Great Blue Heron
Collier's Reserve Natural Resources Group
The Great Blue Heron
By Pete and Roz Thayer
The Great Blue Heron is the largest bird at Collier's Reserve, standing four feet in height with a wingspan of six feet. They are often seen standing motionless at the edge of a pond, waiting patiently for an unwary fish. Their favorite fishing spots this year are ponds on the 13th and 14th holes. At dusk you can watch as they slowly fly off to roost in tall trees to spend the night. When flying, they fold their neck into an "S" shape and extend their long legs out behind them. Listen for their "kraak-kraak" call as they take off.
The Great Blue Heron fishes both night and day, with most of its activity around dawn and dusk. The heron uses its long legs to wade in shallow water and its sharp spear-like bill to catch its food, which they swallow whole. The Great Blue Heron's diet consists of fish, frogs, salamanders, lizards, snakes, grasshoppers, and many aquatic insects.
The Great Blue Heron is a very large, gray-blue bird with a black stripe above its eye and a white crown. Its white neck is streaked with black and the thick yellow bill is long and pointed. These majestic birds typically breed during the months of February to May in Florida. At this time of year, the adults sport ornate plumes on their head, neck and back. If you look very closely, you will see bright patches of chestnut colored feathers on their upper legs and wings.

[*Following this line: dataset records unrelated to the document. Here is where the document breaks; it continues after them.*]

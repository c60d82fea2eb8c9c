//! Clamped stat arithmetic.
//!
//! All stat changes go through [`adjust`], which works in `i64` and clamps
//! into the configured limits, so no sequence of events can push a stat out
//! of range or overflow.

use tama_types::{StatKind, Stats};

use crate::config::StatLimits;

/// Return `stats` with `delta` added to `stat`, clamped into `limits`.
#[must_use]
pub fn adjust(stats: Stats, stat: StatKind, delta: i64, limits: &StatLimits) -> Stats {
    let value = i64::from(stats.get(stat)).saturating_add(delta);
    stats.with(stat, limits.clamp(value))
}

/// Raise `stat` by `amount`.
#[must_use]
pub fn raise(stats: Stats, stat: StatKind, amount: u32, limits: &StatLimits) -> Stats {
    adjust(stats, stat, i64::from(amount), limits)
}

/// Lower `stat` by `amount`.
#[must_use]
pub fn lower(stats: Stats, stat: StatKind, amount: u32, limits: &StatLimits) -> Stats {
    adjust(stats, stat, i64::from(amount).saturating_neg(), limits)
}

Their nest is a crude platform of sticks in a bush or tree, usually in an isolated colony with other herons. They lay three to five large blue eggs that hatch in twenty-eight days. It takes another two months before the young are ready to fly. There are no nesting colonies on Collier's Reserve property. This is probably a good thing since the young birds protect themselves by regurgitating on anyone standing under the nest!